Nearly half of those with HAE (45%) were on long-term prophylaxis, mostly with androgens — typically danazol, sold as Danocrine, and used by 55% of patients — or tranexamic acid, used by 18%. Among those with AAE, 40% reported they were on long-term prophylactic treatment, usually with androgens (47%) or tranexamic acid (47%).
Adults were more likely to be on prophylactic treatments than adolescents, who in turn were more likely to be on such therapy than were children younger than 12.
This data “provides a useful baseline prior to the availability of more modern, targeted agents becoming available in the UK, and is useful as a comparison for any future surveys,” the researchers wrote.
[The survey information] indicates that a significant percentage of patients with HAE and AAE-C1-INH (39% and 48% respectively) are not able to self-administer acute therapy, and this warrants further exploration.
In all responding centers, patients were followed by specialists in clinical immunology. Most centers were able to prescribe all approved medications, although older products were more uniformly available.

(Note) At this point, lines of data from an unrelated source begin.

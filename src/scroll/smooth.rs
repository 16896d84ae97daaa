//! Smooth-scroll emulation: wheel input sets a target, and the visible scroll position glides
//! toward it on a fixed-duration eased curve driven by frame timestamps.

use crate::animation::ease::Ease;
use crate::foundation::error::{RevealError, RevealResult};
use crate::foundation::math::lerp;

/// Smooth-scroll tuning.
#[derive(Clone, Copy, Debug, PartialEq, serde::Serialize, serde::Deserialize)]
#[serde(default)]
pub struct SmoothScrollOptions {
    /// Glide length in seconds.
    pub duration: f64,
    /// Glide curve.
    pub ease: Ease,
    /// Multiplier applied to wheel deltas.
    pub wheel_multiplier: f64,
}

impl Default for SmoothScrollOptions {
    fn default() -> Self {
        Self {
            duration: 1.2,
            ease: Ease::ScrollSettle,
            wheel_multiplier: 1.0,
        }
    }
}

impl SmoothScrollOptions {
    /// Check ranges.
    pub fn validate(&self) -> RevealResult<()> {
        if !self.duration.is_finite() || self.duration <= 0.0 {
            return Err(RevealError::validation(
                "smooth scroll duration must be finite and > 0",
            ));
        }
        if !self.wheel_multiplier.is_finite() {
            return Err(RevealError::validation(
                "smooth scroll wheel_multiplier must be finite",
            ));
        }
        Ok(())
    }
}

#[derive(Clone, Copy, Debug, PartialEq)]
struct Glide {
    from: f64,
    to: f64,
    elapsed: f64,
}

/// Smooth scroller state.
#[derive(Clone, Debug)]
pub struct SmoothScroll {
    opts: SmoothScrollOptions,
    position: f64,
    limit: f64,
    glide: Option<Glide>,
    last_time_ms: Option<f64>,
    stopped: bool,
}

impl SmoothScroll {
    /// Scroller at position 0 with scrollable range `[0, limit]`.
    pub fn new(opts: SmoothScrollOptions, limit: f64) -> RevealResult<Self> {
        opts.validate()?;
        check_limit(limit)?;
        Ok(Self {
            opts,
            position: 0.0,
            limit,
            glide: None,
            last_time_ms: None,
            stopped: false,
        })
    }

    /// Change the scrollable range (document height changed). Clamps position and target.
    pub fn set_limit(&mut self, limit: f64) -> RevealResult<()> {
        check_limit(limit)?;
        self.limit = limit;
        self.position = self.position.clamp(0.0, limit);
        if let Some(g) = self.glide.as_mut() {
            g.to = g.to.clamp(0.0, limit);
        }
        Ok(())
    }

    /// Visible scroll position.
    pub fn position(&self) -> f64 {
        self.position
    }

    /// Where the current glide ends, or the position when idle.
    pub fn target(&self) -> f64 {
        self.glide.map_or(self.position, |g| g.to)
    }

    /// `true` while a glide is in flight.
    pub fn is_scrolling(&self) -> bool {
        self.glide.is_some()
    }

    /// `true` while user input is locked.
    pub fn is_stopped(&self) -> bool {
        self.stopped
    }

    /// Lock user input and freeze any glide in place.
    pub fn stop(&mut self) {
        self.stopped = true;
        self.glide = None;
    }

    /// Unlock user input.
    pub fn start(&mut self) {
        self.stopped = false;
    }

    /// Wheel input; ignored while stopped. Extends the in-flight target.
    pub fn wheel(&mut self, delta_y: f64) {
        if self.stopped || !delta_y.is_finite() {
            return;
        }
        let target = self.target() + delta_y * self.opts.wheel_multiplier;
        self.scroll_to(target);
    }

    /// Glide to `target` (clamped to the scrollable range) from the current position.
    pub fn scroll_to(&mut self, target: f64) {
        if !target.is_finite() {
            return;
        }
        let to = target.clamp(0.0, self.limit);
        if to == self.position {
            self.glide = None;
            return;
        }
        self.glide = Some(Glide {
            from: self.position,
            to,
            elapsed: 0.0,
        });
    }

    /// Jump to the top immediately, dropping any glide. Used instead of browser scroll
    /// restoration on load and unload. Returns the new position when it moved.
    pub fn reset_to_top(&mut self) -> Option<f64> {
        self.glide = None;
        if self.position == 0.0 {
            return None;
        }
        self.position = 0.0;
        Some(0.0)
    }

    /// Advance to frame timestamp `time_ms`; returns the new position when it changed.
    pub fn raf(&mut self, time_ms: f64) -> Option<f64> {
        let dt = match self.last_time_ms {
            Some(prev) if time_ms > prev => (time_ms - prev) / 1000.0,
            _ => 0.0,
        };
        self.last_time_ms = Some(time_ms);

        let glide = self.glide.as_mut()?;
        glide.elapsed += dt;
        let t = (glide.elapsed / self.opts.duration).min(1.0);
        let next = if t >= 1.0 {
            glide.to
        } else {
            lerp(glide.from, glide.to, self.opts.ease.apply(t))
        };
        if t >= 1.0 {
            self.glide = None;
        }

        if next == self.position {
            return None;
        }
        self.position = next;
        Some(next)
    }
}

fn check_limit(limit: f64) -> RevealResult<()> {
    if !limit.is_finite() || limit < 0.0 {
        return Err(RevealError::validation(
            "smooth scroll limit must be finite and >= 0",
        ));
    }
    Ok(())
}

#[cfg(test)]
#[path = "../../tests/unit/scroll/smooth.rs"]
mod tests;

Each center also provided a summary of the available services for HAE patients. Overall, centers usually provided in-house training on therapy self-administration, and between 60% and 70% of them offered treatments through home delivery.
“This study provides more up-to-date data on demographics, treatments modalities and services available to patients with HAE and acquired C1 inhibitor deficiency in the UK,” the researchers wrote.
“It is hoped that this survey and other future efforts will help provide information and form the basis for decision making, to ultimately provide the best care for this group of patients,” the team concluded.